Reputation: 135357
I have a script that runs in my zsh.
cat foo.txt <(node bar.js) > out.txt
This little script is configured in a node.js module which uses /bin/sh
for execution. The problem is that sh fails at the <
/bin/sh: -c: line 0: syntax error near unexpected token `('
The goal is to concatenate contents of foo.txt and the output of an executed script into a single out.txt
Can I somehow achieve the same thing using sh?
Upvotes: 3
Views: 967
Reputation: 531808
Functionally equivalent to process substitution is the use of a named pipe (and depending on what the underlying system supports, is how bash
implements process substitution).
# Create a named pipe - it's like a file, but of limited size
# A process that writes to it will block until another process reads some
# data and frees up some space for more output
mkfifo node_js_output
# Run node in the background, redirecting its output to the pipe
node bar.js > node_js_output
# Concatenate foo.txt and the output from node to out.txt
cat foo.txt node_js_output > out.txt
# When node bar.js completes, it will exit.
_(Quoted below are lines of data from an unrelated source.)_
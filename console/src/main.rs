//! Browser Console
//!
//! Runs a terminal console whose remote commands are executed by a native
//! messaging host, reached through the console relay.

use std::fs::OpenOptions;
use std::sync::{Arc, Mutex};

use console_relay::{ChannelManager, Config, NativeHostConnector, RelayRouter};
use tracing::{error, info, Level};
use tracing_subscriber::{fmt, prelude::*, EnvFilter};

#[tokio::main]
async fn main() -> anyhow::Result<()> {
    dotenvy::dotenv().ok();
    let config = Config::load()?;

    // The terminal owns stdout, so logs go to a file
    let log_file = OpenOptions::new()
        .create(true)
        .append(true)
        .open(&config.log_file)?;
    let filter = EnvFilter::builder()
        .with_default_directive(Level::INFO.into())
        .from_env_lossy();
    if config.log_format == "json" {
        tracing_subscriber::registry()
            .with(fmt::layer().json().with_writer(Mutex::new(log_file)))
            .with(filter)
            .init();
    } else {
        tracing_subscriber::registry()
            .with(fmt::layer().with_ansi(false).with_writer(Mutex::new(log_file)))
            .with(filter)
            .init();
    }

    info!("Starting Browser Console");
    info!("Native host: {}", config.host_name);

    let connector = Arc::new(NativeHostConnector::from_config(&config));
    let channel = Arc::new(ChannelManager::new(
        config.host_name.clone(),
        connector,
        config.event_capacity,
    ));
    let (router, client) = RelayRouter::new(channel, config.event_capacity);
    let router_handle = tokio::spawn(router.run());

    let result = browser_console::terminal::run(client).await;
    if let Err(e) = &result {
        error!("Console error: {}", e);
    }

    // Dropping the last client stops the router, which closes the host
    if let Err(e) = router_handle.await {
        error!("Relay router task failed: {}", e);
    }

    info!("Browser Console shutdown complete");
    result
}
Once cat has finished
# reading everything written to node_js_output, it will exit as well,
# leaving behind the "empty" node_js_output. You can delete it now
rm node_js_output
Upvotes: 0
Reputation: 124714
You can achieve the same effect as the original script by grouping commands within {...}
like this:
{ cat foo.txt; node bar.js; } > out.txt
Using <(...)
just so that you can cat
it is awkward and inefficient. Using grouping like this is better and more portable, so I think it's an improvement over the original script.
Upvotes: 5
Reputation: 64328
You can use the -
stdin-marker when running cat
, and redirect the output of your node
command to cat
using plain piping:
node bar.js | cat foo.txt - > out.txt
This is pretty standard. It should work in any shell.